Cross Domain Networked Reference: Developments on Standards

Donna Dinberg
System Librarian/Analyst, Government Online Task Force
National Library of Canada

Jeffrey Penka
Manager, Cooperative Reference Services
OCLC, Inc.

Digital reference services constitute a new but rapidly growing extension of the traditional reference service offered to users of information services, and enable cooperation in delivery across the library, archival, museum, and corporate communities. While the service may be delivered via real-time chat or asynchronous e-mail/Web mechanisms, the essential characteristic of the service is the ability of the user to submit questions and to receive answers via electronic means. These reference services are being implemented at a rapid pace as small local cooperatives, statewide networks, nationwide (but for particular sectors), and even globally. NISO has undertaken a project to develop protocols that will enable interaction between separate network reference services or domains in order to broaden their effectiveness.

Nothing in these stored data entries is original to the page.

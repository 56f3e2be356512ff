#![allow(dead_code)]

use chrono::{DateTime, Utc};
use serde::{Deserialize, Serialize};

use super::{RequestId, UserId};

/// ItemRequest集約 - 「こういう物を借りたい」という要望
///
/// 出品者はリクエストに応えるアイテムを request_id 付きで登録できる。
#[derive(Debug, Clone, PartialEq, Eq, Serialize, Deserialize)]
pub struct ItemRequest {
    pub request_id: RequestId,
    pub requestor_id: UserId,
    pub description: String,
    pub created_at: DateTime<Utc>,
}

/// 純粋関数：リクエストを起票する
pub fn open_request(
    requestor_id: UserId,
    description: String,
    created_at: DateTime<Utc>,
) -> ItemRequest {
    ItemRequest {
        request_id: RequestId::new(),
        requestor_id,
        description,
        created_at,
    }
}
use rusty_sharing_ddd::{
    adapters::postgres::{
        PostgresBookingStore, PostgresCommentStore, PostgresItemStore, PostgresRequestStore,
        PostgresUserStore,
    },
    api::{handlers::AppState, router::create_router},
    application::ServiceDependencies,
};
use std::sync::Arc;
use tracing_subscriber::{layer::SubscriberExt, util::SubscriberInitExt};

#[tokio::main]
async fn main() {
    // Initialize tracing
    tracing_subscriber::registry()
        .with(
            tracing_subscriber::EnvFilter::try_from_default_env()
                .unwrap_or_else(|_| "rusty_sharing_ddd=debug,tower_http=debug,axum=trace".into()),
        )
        .with(tracing_subscriber::fmt::layer())
        .init();

    // Database connection URL
    let database_url =
        std::env::var("DATABASE_URL").unwrap_or_else(|_| "postgres://localhost/sharing".into());

    tracing::info!("Database URL: {}", database_url);

    // Initialize database connection pool
    let pool = sqlx::postgres::PgPoolOptions::new()
        .max_connections(5)
        .connect(&database_url)
        .await
        .expect("Failed to connect to database");

    // Run migrations
    sqlx::migrate!("./migrations")
        .run(&pool)
        .await
        .expect("Failed to run migrations");

    // Initialize adapters
    let service_deps = ServiceDependencies {
        user_store: Arc::new(PostgresUserStore::new(pool.clone())),
        item_store: Arc::new(PostgresItemStore::new(pool.clone())),
        booking_store: Arc::new(PostgresBookingStore::new(pool.clone())),
        comment_store: Arc::new(PostgresCommentStore::new(pool.clone())),
        request_store: Arc::new(PostgresRequestStore::new(pool.clone())),
    };

    // Create application state
    let app_state = Arc::new(AppState { service_deps });

    // Create router
    let app = create_router(app_state);

    // Server configuration
    let port = std::env::var("PORT").unwrap_or_else(|_| "3000".into());
    let addr = format!("0.0.0.0:{}", port);
    let listener = tokio::net::TcpListener::bind(&addr)
        .await
        .expect("Failed to bind to address");

    tracing::info!("Server listening on {}", addr);

    // Start server
    axum::serve(listener, app)
        .await
        .expect("Failed to start server");
}
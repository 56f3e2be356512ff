use crate::domain::request::ItemRequest;
use crate::domain::value_objects::{Page, RequestId, UserId};
use crate::ports::request_store::{RequestStore as RequestStoreTrait, Result};
use async_trait::async_trait;
use sqlx::{PgPool, Row, postgres::PgRow};

fn map_row_to_request(row: &PgRow) -> ItemRequest {
    ItemRequest {
        request_id: RequestId::from_uuid(row.get("id")),
        requestor_id: UserId::from_uuid(row.get("requestor_id")),
        description: row.get("description"),
        created_at: row.get("created_at"),
    }
}

/// RequestStoreのPostgreSQL実装
#[allow(dead_code)]
pub struct RequestStore {
    pool: PgPool,
}

#[allow(dead_code)]
impl RequestStore {
    pub fn new(pool: PgPool) -> Self {
        Self { pool }
    }
}

#[async_trait]
impl RequestStoreTrait for RequestStore {
    async fn save(&self, request: ItemRequest) -> Result<()> {
        sqlx::query(
            r#"
            INSERT INTO requests (id, requestor_id, description, created_at)
            VALUES ($1, $2, $3, $4)
            ON CONFLICT (id)
            DO UPDATE SET
                description = EXCLUDED.description
            "#,
        )
        .bind(request.request_id.value())
        .bind(request.requestor_id.value())
        .bind(&request.description)
        .bind(request.created_at)
        .execute(&self.pool)
        .await?;

        Ok(())
    }

    async fn get_by_id(&self, request_id: RequestId) -> Result<Option<ItemRequest>> {
        let row = sqlx::query(
            r#"
            SELECT id, requestor_id, description, created_at
            FROM requests
            WHERE id = $1
            "#,
        )
        .bind(request_id.value())
        .fetch_optional(&self.pool)
        .await?;

        Ok(row.as_ref().map(map_row_to_request))
    }

    async fn find_by_requestor_id(&self, requestor_id: UserId) -> Result<Vec<ItemRequest>> {
        let rows = sqlx::query(
            r#"
            SELECT id, requestor_id, description, created_at
            FROM requests
            WHERE requestor_id = $1
            ORDER BY created_at DESC
            "#,
        )
        .bind(requestor_id.value())
        .fetch_all(&self.pool)
        .await?;

        Ok(rows.iter().map(map_row_to_request).collect())
    }

    async fn find_all_excluding(
        &self,
        requestor_id: UserId,
        page: Page,
    ) -> Result<Vec<ItemRequest>> {
        let rows = sqlx::query(
            r#"
            SELECT id, requestor_id, description, created_at
            FROM requests
            WHERE requestor_id <> $1
            ORDER BY created_at DESC
            LIMIT $2 OFFSET $3
            "#,
        )
        .bind(requestor_id.value())
        .bind(page.limit())
        .bind(page.offset())
        .fetch_all(&self.pool)
        .await?;

        Ok(rows.iter().map(map_row_to_request).collect())
    }
}
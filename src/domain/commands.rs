use chrono::{DateTime, Utc};
use serde::{Deserialize, Serialize};

use super::{
    BookingId, ItemId, RequestId, UserId,
    booking::BookingStatus,
    item::ItemPatch,
    user::UserPatch,
};

/// コマンド：予約を作成する
#[allow(dead_code)]
#[derive(Debug, Clone, PartialEq, Eq, Serialize, Deserialize)]
pub struct CreateBooking {
    pub booker_id: UserId,
    pub item_id: ItemId,
    pub start: DateTime<Utc>,
    pub end: DateTime<Utc>,
    /// 未指定なら WAITING
    pub status: Option<BookingStatus>,
}

/// コマンド：予約を承認/却下する
#[allow(dead_code)]
#[derive(Debug, Clone, PartialEq, Eq, Serialize, Deserialize)]
pub struct DecideBooking {
    pub acting_user_id: UserId,
    pub booking_id: BookingId,
    pub approved: bool,
}

/// コマンド：ユーザーを登録する
#[allow(dead_code)]
#[derive(Debug, Clone, PartialEq, Eq)]
pub struct CreateUser {
    pub name: Option<String>,
    pub email: Option<String>,
}

/// コマンド：ユーザーを部分更新する
#[allow(dead_code)]
#[derive(Debug, Clone, PartialEq, Eq)]
pub struct UpdateUser {
    pub user_id: UserId,
    pub patch: UserPatch,
}

/// コマンド：アイテムを出品する
#[allow(dead_code)]
#[derive(Debug, Clone, PartialEq, Eq)]
pub struct CreateItem {
    pub owner_id: UserId,
    pub name: Option<String>,
    pub description: Option<String>,
    pub available: Option<bool>,
    pub request_id: Option<RequestId>,
}

/// コマンド：アイテムを部分更新する
#[allow(dead_code)]
#[derive(Debug, Clone, PartialEq, Eq)]
pub struct UpdateItem {
    pub acting_user_id: UserId,
    pub item_id: ItemId,
    pub patch: ItemPatch,
}

/// コマンド：コメントを投稿する
#[allow(dead_code)]
#[derive(Debug, Clone, PartialEq, Eq)]
pub struct PostComment {
    pub author_id: UserId,
    pub item_id: ItemId,
    pub text: String,
}

/// コマンド：アイテムリクエストを起票する
#[allow(dead_code)]
#[derive(Debug, Clone, PartialEq, Eq)]
pub struct CreateRequest {
    pub requestor_id: UserId,
    pub description: Option<String>,
}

This session will describe the motivation for this work, the potential applicability and value of a protocol standard, how the standard is evolving, and expectations for trial use.

Web Links:
http://www.niso.org/committees/committee_az.htm

Data Capture Framework and Testbed for Cultural Heritage Materials

Sayeed Choudhury
Hodson Director
Johns Hopkins University

Tim DiLauro
Deputy Director
Johns Hopkins University

This session will present research on a fully automated robotic system for on-demand and batch scanning of print materials (CAPM) and an open-source software framework for document analysis that can be trained and calibrated by humanists (Gamera). The resulting system will include an inter-linked mechanism between CAPM and Gamera. To evaluate different techniques for document analysis, including Gamera, we will build a testbed of digital images. Gamera will be usable designed according to the principles of usability which include effectiveness, efficiency and satisfaction.